• **Exercise aim**: Go through the entries one line at a time, and gather every line that has the word "replace".

(Collected data)
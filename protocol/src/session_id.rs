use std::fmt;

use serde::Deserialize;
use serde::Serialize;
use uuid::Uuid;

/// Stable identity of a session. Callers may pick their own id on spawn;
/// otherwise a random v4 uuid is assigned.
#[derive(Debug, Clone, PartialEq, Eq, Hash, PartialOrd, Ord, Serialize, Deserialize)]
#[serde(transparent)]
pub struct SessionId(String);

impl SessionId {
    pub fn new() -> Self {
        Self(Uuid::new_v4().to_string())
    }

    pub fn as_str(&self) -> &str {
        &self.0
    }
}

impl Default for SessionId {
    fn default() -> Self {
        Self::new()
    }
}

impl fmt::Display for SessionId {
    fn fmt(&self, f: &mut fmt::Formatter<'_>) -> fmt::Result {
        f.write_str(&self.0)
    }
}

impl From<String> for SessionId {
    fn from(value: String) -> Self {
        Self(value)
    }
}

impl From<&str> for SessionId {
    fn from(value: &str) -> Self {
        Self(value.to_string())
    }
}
---
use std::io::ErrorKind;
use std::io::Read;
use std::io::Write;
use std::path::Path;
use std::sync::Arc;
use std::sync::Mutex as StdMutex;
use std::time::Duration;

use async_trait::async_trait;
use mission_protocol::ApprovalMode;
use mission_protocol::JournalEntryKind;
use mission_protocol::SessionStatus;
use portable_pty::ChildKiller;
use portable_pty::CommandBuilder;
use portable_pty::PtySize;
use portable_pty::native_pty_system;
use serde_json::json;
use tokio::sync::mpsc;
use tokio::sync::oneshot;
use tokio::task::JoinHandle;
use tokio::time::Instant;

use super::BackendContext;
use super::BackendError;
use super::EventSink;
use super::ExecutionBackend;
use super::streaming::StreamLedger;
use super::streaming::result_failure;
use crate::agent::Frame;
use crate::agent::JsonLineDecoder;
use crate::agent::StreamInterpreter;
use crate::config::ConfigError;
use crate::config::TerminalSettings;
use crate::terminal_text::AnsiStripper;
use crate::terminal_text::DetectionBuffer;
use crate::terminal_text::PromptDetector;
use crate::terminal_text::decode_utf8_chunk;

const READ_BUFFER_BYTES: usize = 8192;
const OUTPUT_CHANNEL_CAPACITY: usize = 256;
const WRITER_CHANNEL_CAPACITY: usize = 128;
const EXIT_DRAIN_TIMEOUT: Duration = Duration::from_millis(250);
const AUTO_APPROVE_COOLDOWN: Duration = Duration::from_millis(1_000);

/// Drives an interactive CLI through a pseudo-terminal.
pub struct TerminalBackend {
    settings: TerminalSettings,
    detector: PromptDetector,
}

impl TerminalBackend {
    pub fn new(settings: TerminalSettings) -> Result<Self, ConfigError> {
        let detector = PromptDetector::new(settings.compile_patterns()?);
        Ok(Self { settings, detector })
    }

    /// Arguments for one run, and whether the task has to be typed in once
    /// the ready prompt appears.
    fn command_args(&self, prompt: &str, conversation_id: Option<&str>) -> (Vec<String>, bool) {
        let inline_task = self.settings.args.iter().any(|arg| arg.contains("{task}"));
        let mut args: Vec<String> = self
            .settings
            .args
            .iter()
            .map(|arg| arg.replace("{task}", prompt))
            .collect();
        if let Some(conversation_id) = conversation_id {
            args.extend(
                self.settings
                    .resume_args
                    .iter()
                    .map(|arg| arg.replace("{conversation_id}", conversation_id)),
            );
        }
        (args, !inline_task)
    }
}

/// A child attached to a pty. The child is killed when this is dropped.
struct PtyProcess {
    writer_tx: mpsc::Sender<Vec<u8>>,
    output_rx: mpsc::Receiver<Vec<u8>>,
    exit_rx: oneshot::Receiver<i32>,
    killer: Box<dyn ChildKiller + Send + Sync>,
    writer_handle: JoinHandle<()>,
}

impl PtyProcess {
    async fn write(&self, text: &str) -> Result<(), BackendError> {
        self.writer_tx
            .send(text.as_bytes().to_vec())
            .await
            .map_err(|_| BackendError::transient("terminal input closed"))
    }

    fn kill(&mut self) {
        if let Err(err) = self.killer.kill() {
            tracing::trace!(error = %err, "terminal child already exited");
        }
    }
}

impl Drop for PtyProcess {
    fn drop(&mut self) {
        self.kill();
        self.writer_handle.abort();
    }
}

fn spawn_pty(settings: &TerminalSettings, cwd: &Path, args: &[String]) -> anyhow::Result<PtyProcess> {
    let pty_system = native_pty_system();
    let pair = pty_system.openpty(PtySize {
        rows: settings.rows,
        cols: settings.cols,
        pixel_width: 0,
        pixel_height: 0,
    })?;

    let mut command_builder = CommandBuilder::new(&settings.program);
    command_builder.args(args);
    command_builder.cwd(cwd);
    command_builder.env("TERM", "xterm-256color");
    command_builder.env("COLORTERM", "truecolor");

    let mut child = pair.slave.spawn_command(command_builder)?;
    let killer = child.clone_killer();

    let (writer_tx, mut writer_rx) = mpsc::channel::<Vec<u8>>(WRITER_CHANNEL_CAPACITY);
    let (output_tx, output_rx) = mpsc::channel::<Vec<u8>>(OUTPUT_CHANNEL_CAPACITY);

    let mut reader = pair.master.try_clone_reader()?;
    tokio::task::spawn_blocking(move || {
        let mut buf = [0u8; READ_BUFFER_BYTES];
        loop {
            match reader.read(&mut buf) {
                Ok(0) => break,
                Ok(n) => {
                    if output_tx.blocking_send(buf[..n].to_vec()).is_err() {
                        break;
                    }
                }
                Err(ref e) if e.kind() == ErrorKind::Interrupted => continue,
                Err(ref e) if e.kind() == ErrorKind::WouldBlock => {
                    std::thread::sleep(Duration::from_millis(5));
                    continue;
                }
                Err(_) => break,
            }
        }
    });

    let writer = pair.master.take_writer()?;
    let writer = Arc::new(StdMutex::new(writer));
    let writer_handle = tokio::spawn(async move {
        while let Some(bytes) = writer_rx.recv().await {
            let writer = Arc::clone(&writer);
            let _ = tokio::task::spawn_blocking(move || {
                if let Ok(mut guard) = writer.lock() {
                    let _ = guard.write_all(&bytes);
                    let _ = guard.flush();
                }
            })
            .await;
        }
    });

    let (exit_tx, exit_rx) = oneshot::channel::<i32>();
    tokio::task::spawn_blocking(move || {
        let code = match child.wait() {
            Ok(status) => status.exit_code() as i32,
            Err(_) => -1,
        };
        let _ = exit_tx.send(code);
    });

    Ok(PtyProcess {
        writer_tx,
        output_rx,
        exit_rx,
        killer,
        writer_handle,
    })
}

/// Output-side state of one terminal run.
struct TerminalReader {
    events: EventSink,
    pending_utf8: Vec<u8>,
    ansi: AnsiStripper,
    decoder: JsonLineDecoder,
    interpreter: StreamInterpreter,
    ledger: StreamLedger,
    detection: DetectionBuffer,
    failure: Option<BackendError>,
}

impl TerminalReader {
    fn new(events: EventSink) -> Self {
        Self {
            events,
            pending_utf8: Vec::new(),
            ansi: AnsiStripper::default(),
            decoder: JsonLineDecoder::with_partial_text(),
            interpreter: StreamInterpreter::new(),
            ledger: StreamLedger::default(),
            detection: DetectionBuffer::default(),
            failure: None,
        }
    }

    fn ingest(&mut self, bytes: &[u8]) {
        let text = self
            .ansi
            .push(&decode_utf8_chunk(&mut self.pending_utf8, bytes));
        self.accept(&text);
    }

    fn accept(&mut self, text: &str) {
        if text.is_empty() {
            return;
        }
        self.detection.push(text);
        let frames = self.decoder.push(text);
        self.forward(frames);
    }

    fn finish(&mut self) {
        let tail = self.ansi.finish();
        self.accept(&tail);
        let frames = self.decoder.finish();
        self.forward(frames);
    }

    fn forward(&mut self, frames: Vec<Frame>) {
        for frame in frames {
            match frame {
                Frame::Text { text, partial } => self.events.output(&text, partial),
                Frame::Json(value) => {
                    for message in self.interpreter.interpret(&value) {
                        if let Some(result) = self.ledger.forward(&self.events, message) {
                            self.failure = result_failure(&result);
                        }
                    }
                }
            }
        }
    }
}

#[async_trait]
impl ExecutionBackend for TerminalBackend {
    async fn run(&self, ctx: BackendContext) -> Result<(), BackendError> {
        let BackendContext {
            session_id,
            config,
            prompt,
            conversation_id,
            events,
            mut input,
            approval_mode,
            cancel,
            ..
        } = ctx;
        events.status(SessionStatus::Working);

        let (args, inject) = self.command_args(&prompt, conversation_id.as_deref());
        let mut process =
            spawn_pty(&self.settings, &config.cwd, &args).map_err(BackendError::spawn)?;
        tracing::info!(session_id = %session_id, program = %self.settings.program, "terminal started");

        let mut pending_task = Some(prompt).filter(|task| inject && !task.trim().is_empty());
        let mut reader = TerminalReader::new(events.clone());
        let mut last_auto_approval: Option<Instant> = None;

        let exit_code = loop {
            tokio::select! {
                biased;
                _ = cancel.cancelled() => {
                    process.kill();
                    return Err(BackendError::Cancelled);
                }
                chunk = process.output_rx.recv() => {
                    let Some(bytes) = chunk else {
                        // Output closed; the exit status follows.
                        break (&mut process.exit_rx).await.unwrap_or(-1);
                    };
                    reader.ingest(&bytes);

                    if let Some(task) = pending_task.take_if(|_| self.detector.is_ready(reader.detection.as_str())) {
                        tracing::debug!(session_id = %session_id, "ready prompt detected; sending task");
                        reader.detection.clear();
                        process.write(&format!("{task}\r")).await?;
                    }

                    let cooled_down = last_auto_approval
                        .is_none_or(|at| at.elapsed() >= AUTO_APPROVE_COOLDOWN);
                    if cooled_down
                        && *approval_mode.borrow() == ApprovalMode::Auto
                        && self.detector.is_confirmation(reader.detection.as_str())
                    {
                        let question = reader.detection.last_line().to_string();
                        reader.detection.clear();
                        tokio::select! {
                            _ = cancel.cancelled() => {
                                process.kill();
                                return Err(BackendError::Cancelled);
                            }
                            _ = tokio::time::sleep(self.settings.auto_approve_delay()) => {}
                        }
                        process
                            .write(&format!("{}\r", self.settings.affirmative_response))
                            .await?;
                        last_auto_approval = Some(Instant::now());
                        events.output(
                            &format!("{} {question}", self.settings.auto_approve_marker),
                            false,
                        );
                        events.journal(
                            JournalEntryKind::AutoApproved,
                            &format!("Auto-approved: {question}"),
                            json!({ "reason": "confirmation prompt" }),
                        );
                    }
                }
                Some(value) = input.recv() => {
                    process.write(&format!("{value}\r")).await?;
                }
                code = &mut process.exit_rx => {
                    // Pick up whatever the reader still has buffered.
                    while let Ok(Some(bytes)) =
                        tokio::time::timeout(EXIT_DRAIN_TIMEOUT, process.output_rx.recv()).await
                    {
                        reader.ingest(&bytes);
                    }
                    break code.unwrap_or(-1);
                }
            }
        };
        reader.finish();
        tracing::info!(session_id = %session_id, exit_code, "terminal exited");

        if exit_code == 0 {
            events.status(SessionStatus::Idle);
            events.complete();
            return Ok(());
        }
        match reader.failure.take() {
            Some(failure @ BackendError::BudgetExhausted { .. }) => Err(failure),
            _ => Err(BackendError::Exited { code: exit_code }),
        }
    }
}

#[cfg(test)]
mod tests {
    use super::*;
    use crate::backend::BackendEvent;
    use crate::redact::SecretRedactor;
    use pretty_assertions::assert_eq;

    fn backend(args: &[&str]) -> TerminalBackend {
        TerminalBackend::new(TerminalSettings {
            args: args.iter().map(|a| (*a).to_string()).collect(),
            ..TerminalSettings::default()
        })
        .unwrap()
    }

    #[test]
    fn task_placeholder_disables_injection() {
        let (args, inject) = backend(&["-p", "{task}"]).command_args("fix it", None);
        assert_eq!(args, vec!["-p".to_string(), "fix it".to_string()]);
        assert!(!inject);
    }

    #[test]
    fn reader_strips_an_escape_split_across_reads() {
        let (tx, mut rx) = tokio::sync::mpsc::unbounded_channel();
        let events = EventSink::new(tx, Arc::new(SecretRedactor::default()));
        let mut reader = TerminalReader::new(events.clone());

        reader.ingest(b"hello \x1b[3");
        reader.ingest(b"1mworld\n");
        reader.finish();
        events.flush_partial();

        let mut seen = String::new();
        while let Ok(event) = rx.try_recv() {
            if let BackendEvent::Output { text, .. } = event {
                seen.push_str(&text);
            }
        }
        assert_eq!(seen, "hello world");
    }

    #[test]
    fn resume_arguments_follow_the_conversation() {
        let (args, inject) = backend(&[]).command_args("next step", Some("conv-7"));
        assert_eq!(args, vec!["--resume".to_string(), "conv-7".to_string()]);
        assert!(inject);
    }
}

• **Task solution**:
            .map(|arg| arg.replace("{task}", prompt))
                    .map(|arg| arg.replace("{conversation_id}", conversation_id)),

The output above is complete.